Some lines in the entries contain the word "from". Copy all of them.

Stored items
-----

//! Core domain models for slice.
//!
//! This module contains the request describing which byte window to
//! extract and the line set used while trimming. These are pure domain
//! models with no file system dependencies.

pub mod lines;
pub mod request;

pub use lines::{LINE_TERMINATOR, LineSet};
pub use request::SliceRequest;
//! Command-line argument parsing.
//!
//! Defines the CLI structure using clap derive macros.

use clap::Parser;
use std::path::PathBuf;

/// Extract a slice of bytes from a file.
///
/// Reads `--size` bytes starting at byte offset `--start` and writes them
/// to standard output unchanged. Reads past the end of the file are
/// clipped.
#[derive(Parser, Debug, Clone, Default)]
#[command(name = "slice")]
#[command(version, about, long_about = None)]
#[command(after_help = "Examples:\n  slice --start 2048 --size 1024 --file input.txt\n  \
                        slice --start 4096 --size 2048 --file input.txt --full-lines-only")]
pub struct Cli {
    /// Byte offset to start reading (0-based).
    #[arg(long, value_name = "OFFSET", allow_negative_numbers = true)]
    pub start: Option<u64>,

    /// Number of bytes to read.
    #[arg(long, value_name = "BYTES", allow_negative_numbers = true)]
    pub size: Option<u64>,

    /// File to read from.
    #[arg(long, value_name = "FILENAME")]
    pub file: Option<PathBuf>,

    /// Remove truncated lines at the start and end of the slice.
    #[arg(long)]
    pub full_lines_only: bool,

    /// Print internal debug info to stderr.
    #[arg(long)]
    pub debug: bool,

    /// Read chunk size in bytes (computed from the file size if unset).
    ///
    /// Invalid values are ignored.
    #[arg(long, value_name = "BYTES", env = "SLICE_CHUNK_SIZE")]
    pub chunk_size: Option<String>,
}
//! Read buffer sizing.
//!
//! The range reader reads in steps whose size grows with the size of the
//! source file. The size can be pinned with the
//! `SLICE_CHUNK_SIZE` environment variable.

use crate::error::{Error, Result};

/// Environment variable that overrides the computed chunk size.
pub const CHUNK_SIZE_ENV: &str = "SLICE_CHUNK_SIZE";

/// Starting chunk size (8 KiB).
pub const BASE_CHUNK_SIZE: usize = 8 * 1024;

/// Largest chunk size accepted or computed (100 MiB).
pub const MAX_CHUNK_SIZE: usize = 100 * 1024 * 1024;

/// File size at which the chunk size first doubles (100 KiB).
const GROWTH_THRESHOLD: u64 = 100 * 1024;

/// Options for reading a byte range.
#[derive(Debug, Clone, Copy, PartialEq, Eq)]
pub struct ReadOptions {
    chunk_size: usize,
}

impl Default for ReadOptions {
    fn default() -> Self {
        Self {
            chunk_size: BASE_CHUNK_SIZE,
        }
    }
}

impl ReadOptions {
    /// Creates options with an explicit chunk size.
    ///
    /// # Errors
    ///
    /// Returns a configuration error if `chunk_size` is zero or larger
    /// than [`MAX_CHUNK_SIZE`].
    pub fn new(chunk_size: usize) -> Result<Self> {
        if chunk_size == 0 || chunk_size > MAX_CHUNK_SIZE {
            return Err(Error::Config {
                message: format!(
                    "chunk size must be between 1 and {MAX_CHUNK_SIZE} bytes, got {chunk_size}"
                ),
            });
        }
        Ok(Self { chunk_size })
    }

    /// Picks a chunk size for a file of `file_size` bytes.
    ///
    /// A valid `override_value` (the raw `SLICE_CHUNK_SIZE` value) wins;
    /// an invalid one is logged and ignored.
    #[must_use]
    pub fn for_file(file_size: u64, full_lines_only: bool, override_value: Option<&str>) -> Self {
        if let Some(raw) = override_value {
            match raw.trim().parse::<usize>() {
                Ok(size) => match Self::new(size) {
                    Ok(options) => {
                        tracing::debug!("using {CHUNK_SIZE_ENV}: {size} bytes");
                        return options;
                    }
                    Err(e) => tracing::debug!("ignoring {CHUNK_SIZE_ENV}={raw}: {e}"),
                },
                Err(e) => tracing::debug!("ignoring {CHUNK_SIZE_ENV}={raw}: {e}"),
            }
        }

        let chunk_size = calculate_chunk_size(file_size, full_lines_only);
        tracing::debug!("calculated chunk size: {chunk_size} bytes");
        Self { chunk_size }
    }

    /// Largest number of bytes requested per read call.
    #[must_use]
    pub const fn chunk_size(&self) -> usize {
        self.chunk_size
    }
}

/// Computes the chunk size for a file of `file_size` bytes.
///
/// Starts at [`BASE_CHUNK_SIZE`] and doubles for every power of ten the
/// file size exceeds past 100 KiB. Line trimming doubles it once more.
/// The result never exceeds [`MAX_CHUNK_SIZE`].
#[must_use]
pub fn calculate_chunk_size(file_size: u64, full_lines_only: bool) -> usize {
    let mut chunk_size = BASE_CHUNK_SIZE;
    let mut threshold = GROWTH_THRESHOLD;

    while threshold < file_size && chunk_size < MAX_CHUNK_SIZE {
        chunk_size *= 2;
        threshold = threshold.saturating_mul(10);
    }

    if full_lines_only {
        chunk_size *= 2;
    }

    chunk_size.min(MAX_CHUNK_SIZE)
}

-----

## Reply to the exercise
/// Extract a slice of bytes from a file.
    /// File to read from.
    /// Read chunk size in bytes (computed from the file size if unset).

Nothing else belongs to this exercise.